The question you ask is, Why? As the shy waitress explained to me, in a disastrous interview because she couldn’t speak a lot of English, the owner is a cat lover who just wanted to share this passion with the world, notably caffeine addicts. They get an average of 30 visitors per day, one for every cat, including celebrities. (My first cat meme on Vimeo.)

Surrounded by calicos and tabbies, my brother Nico then discovered he was allergic to cats, as his left eyeball turned red and swelled to the size of a ping-pong ball.

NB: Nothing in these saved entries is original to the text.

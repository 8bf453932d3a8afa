//! Value fields — used only for string-typed top-level values.
//!
//! A value field is either a byte string (see [`crate::codec::bytestring`])
//! or an inline integer: `11tttttt` followed by `t`'s width in raw big-endian
//! bytes (`t=0` → i8, `t=1` → i16, `t=2` → i32). Other `t` values are
//! reserved and a decoder must reject them.
//!
//! This form must never appear where a pure length is expected (keys, member
//! counts) — the inline-integer tag numerically overlaps the reserved
//! high bits of the 32-bit length tag, and disambiguation depends entirely on
//! which field the caller is decoding.

use super::bytestring::{decode_bytes, encode_bytes};
use super::length::{CodecError, TAG_INLINE_INT};

/// Encodes a string value, preferring the smallest inline-integer form when
/// `s` is valid UTF-8 that parses as a signed integer fitting in 8/16/32
/// bits; falls back to a byte string otherwise.
pub fn encode_value(s: &[u8]) -> Vec<u8> {
    if let Some(text) = std::str::from_utf8(s).ok() {
        if let Ok(n) = text.parse::<i64>() {
            if let Ok(n8) = i8::try_from(n) {
                return vec![TAG_INLINE_INT, n8 as u8];
            }
            if let Ok(n16) = i16::try_from(n) {
                let mut out = vec![TAG_INLINE_INT | 1];
                out.extend_from_slice(&n16.to_be_bytes());
                return out;
            }
            if let Ok(n32) = i32::try_from(n) {
                let mut out = vec![TAG_INLINE_INT | 2];
                out.extend_from_slice(&n32.to_be_bytes());
                return out;
            }
        }
    }
    encode_bytes(s)
}

/// Decodes a value field from the front of `buf`, materializing an inline
/// integer to its decimal text representation.
pub fn decode_value(buf: &[u8]) -> Result<(Vec<u8>, usize), CodecError> {
    let tag = *buf.first().ok_or(CodecError::UnexpectedEof)?;
    if tag & 0b1100_0000 != TAG_INLINE_INT {
        return decode_bytes(buf);
    }
    let width = tag & 0x3F;
    match width {
        0 => {
            let b = *buf.get(1).ok_or(CodecError::UnexpectedEof)?;
            Ok(((b as i8).to_string().into_bytes(), 2))
        }
        1 => {
            let bytes = buf.get(1..3).ok_or(CodecError::UnexpectedEof)?;
            let n = i16::from_be_bytes(bytes.try_into().unwrap());
            Ok((n.to_string().into_bytes(), 3))
        }
        2 => {
            let bytes = buf.get(1..5).ok_or(CodecError::UnexpectedEof)?;
            let n = i32::from_be_bytes(bytes.try_into().unwrap());
            Ok((n.to_string().into_bytes(), 5))
        }
        other => Err(CodecError::ReservedIntegerWidth(other)),
    }
}
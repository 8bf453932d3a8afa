//! Loads a snapshot file into a fresh [`Keyspace`] at startup.
//!
//! If the file is absent or empty, a fresh `magic || version || eof` dump is
//! written and the keyspace is left empty — this is scenario 6 of spec.md
//! §8 (a zero-byte `database.rdb` is not an error).

use std::fmt;
use std::fs;
use std::io;
use std::path::Path;

use crate::codec::decode_length;
use crate::dump::format::{self, DumpError, Entry};
use crate::keyspace::Keyspace;

/// Fatal startup error: a malformed or unrecoverable dump file. Per spec.md
/// §7, partial recovery is never acceptable — the process refuses to start.
#[derive(Debug)]
pub enum LoadError {
    Io(io::Error),
    Format(DumpError),
}

impl fmt::Display for LoadError {
    fn fmt(&self, f: &mut fmt::Formatter<'_>) -> fmt::Result {
        match self {
            LoadError::Io(e) => write!(f, "i/o error reading dump file: {e}"),
            LoadError::Format(e) => write!(f, "{e}"),
        }
    }
}

impl std::error::Error for LoadError {}

impl From<io::Error> for LoadError {
    fn from(e: io::Error) -> Self {
        LoadError::Io(e)
    }
}

impl From<DumpError> for LoadError {
    fn from(e: DumpError) -> Self {
        LoadError::Format(e)
    }
}

/// Reads `path` and applies every entry to `keyspace`. Creates an empty,
/// well-formed dump file if `path` doesn't exist or is zero bytes.
pub fn load(path: &Path, keyspace: &Keyspace) -> Result<(), LoadError> {
    let bytes = match fs::read(path) {
        Ok(b) => b,
        Err(e) if e.kind() == io::ErrorKind::NotFound => Vec::new(),
        Err(e) => return Err(e.into()),
    };

    if bytes.is_empty() {
        let mut fresh = Vec::new();
        format::write_header(&mut fresh);
        fresh.push(format::EOF);
        fs::write(path, &fresh)?;
        return Ok(());
    }

    let mut pos = format::read_header(&bytes)?;
    loop {
        let tag = *bytes.get(pos).ok_or(DumpError::UnexpectedEof)?;
        if tag == format::EOF {
            break;
        }
        if tag == format::SECTION_START {
            pos += 1;
            let (_db_number, consumed) = decode_length(&bytes[pos..])?;
            pos += consumed;
            continue;
        }
        let (entry, consumed) = format::read_entry(&bytes[pos..])?;
        pos += consumed;
        apply(keyspace, entry);
    }
    Ok(())
}

fn apply(keyspace: &Keyspace, entry: Entry) {
    match entry {
        Entry::String { key, value } => keyspace.set(&key, value),
        Entry::List { key, values } => {
            if !values.is_empty() {
                keyspace.rpush(&key, values);
            }
        }
        Entry::Set { key, members } => {
            keyspace.sadd(&key, members);
        }
        Entry::Hash { key, fields } => {
            for (field, value) in fields {
                keyspace.hset(&key, &field, value);
            }
        }
    }
}
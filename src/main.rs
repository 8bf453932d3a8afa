//! `rekvd`: the binary entry point.
//!
//! Parses arguments, recovers state from the dump and journal, starts the
//! background dump writer, then runs a blocking, thread-per-connection TCP
//! acceptor loop. Concurrency is real OS threads throughout — no
//! cooperative-suspension runtime, matching spec.md §5.

use std::io::BufReader;
use std::net::{TcpListener, TcpStream};
use std::sync::{Arc, Mutex};

use anyhow::{Context, Result};
use clap::Parser;

use rekv::cli::constants::set_display_level;
use rekv::cli::Cli;
use rekv::commands;
use rekv::config;
use rekv::displaylevel;
use rekv::dump::DumpWriter;
use rekv::journal::Journal;
use rekv::keyspace::Keyspace;
use rekv::recovery;
use rekv::wire::{write_frame, Frame};

fn main() -> Result<()> {
    let cli = Cli::parse();
    set_display_level(cli.display_level());

    let data_dir = cli.data_dir();
    std::fs::create_dir_all(&data_dir)
        .with_context(|| format!("creating data directory {}", data_dir.display()))?;

    let dump_path = data_dir.join(config::DUMP_FILE_NAME);
    let journal_path = data_dir.join(config::JOURNAL_FILE_NAME);

    let keyspace = Arc::new(Keyspace::new());

    displaylevel!(3, "recovering from {} and {}\n", dump_path.display(), journal_path.display());
    recovery::run(&dump_path, &journal_path, &keyspace)
        .with_context(|| "recovery failed; refusing to start")?;

    let journal = Journal::open(&journal_path)
        .with_context(|| format!("opening journal at {}", journal_path.display()))?;
    let journal = Arc::new(Mutex::new(journal));

    let dump_writer = DumpWriter::start(data_dir.clone(), keyspace.clone(), journal.clone(), cli.dump_interval());

    let port = cli.port();
    let listener = TcpListener::bind(("0.0.0.0", port))
        .with_context(|| format!("binding to port {port}"))?;
    displaylevel!(2, "listening on port {}\n", port);

    for stream in listener.incoming() {
        match stream {
            Ok(stream) => {
                let keyspace = keyspace.clone();
                let journal = journal.clone();
                std::thread::spawn(move || {
                    if let Err(e) = serve_connection(stream, &keyspace, &journal) {
                        displaylevel!(3, "connection closed: {}\n", e);
                    }
                });
            }
            Err(e) => {
                displaylevel!(1, "accept failed: {}\n", e);
            }
        }
    }

    dump_writer.shutdown();
    Ok(())
}

/// Reads and services requests from one connection until it closes or a
/// malformed frame is seen.
fn serve_connection(stream: TcpStream, keyspace: &Keyspace, journal: &Mutex<Journal>) -> Result<()> {
    let mut reader = BufReader::new(stream.try_clone().context("cloning connection handle")?);
    let mut writer = stream;

    loop {
        let frame = match Frame::decode(&mut reader) {
            Ok(frame) => frame,
            Err(rekv::wire::FrameError::Eof) => return Ok(()),
            Err(e) => return Err(e.into()),
        };
        let Some((name, args)) = frame.as_command() else {
            write_frame(&mut writer, &Frame::Error("ERR malformed request".into()))?;
            continue;
        };

        if commands::is_mutating(&name) {
            let journal_frame = Frame::command(&name, &args);
            let mut guard = journal.lock().unwrap();
            if let Err(e) = guard.append(&journal_frame) {
                drop(guard);
                write_frame(&mut writer, &Frame::Error(format!("ERR {e}")))?;
                continue;
            }
            drop(guard);
        }

        let reply = commands::dispatch(&name, &args, keyspace);
        write_frame(&mut writer, &reply)?;
    }
}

That night as well, after dropping off our littlest brother at home, his allergy sufficiently subsided, Nico and I looked for a dive bar (didn’t think we’d find one), not knowing we would end up just meters from the museum we visited earlier in the day to find Bar Da, an excellent, tiny sliver of room that looks like it was cobbled together with nails and tape. The atmosphere was welcoming, the music was pretty good (blues to punk without being schizophrenic about it), the prices pretty cheap, and the walls covered with snapshots of people who’d passed out drunk on the tables.

It was just so nice to find something like this amid a sea of techno-pumping clubs and flashy bars with all the girls dolled up, their cheeks flush with either soju or rouge. In other words, I was quite relieved that in a city of bright lights and seemingly little substance, you can find flashes of character.

Next: Comparing the Two Koreas!
Corrections: The car we used was a Kia Carnival, not a Hyundai as previously stated. The words “heavily Photoshopped pictures” were replaced by “very nice,” in consideration of brother’s feelings.

The earlier goals:

Barring visa problems, or a major typhoon, I would like to accomplish the following in South Korea’s capital:

  1. Make a parody video of Gangnam Style, and visit Gangnam itself for some insight.
  2. Eat a live octopus, with video, a la Old Boy.
  3. Get recognized by a North Korean soldier from the other side of the DMZ. He will have to say over the PA system, “Hey, didn’t I see you here a few months back?”
  4. Check out liposuction prices. Given the high per-capita rate of cosmetic surgery, I am guessing it will be cheap.
  5. Try to fly to Jeju Island to check out the erotic park.
  6. For Halloween, cavort around as a normal human being.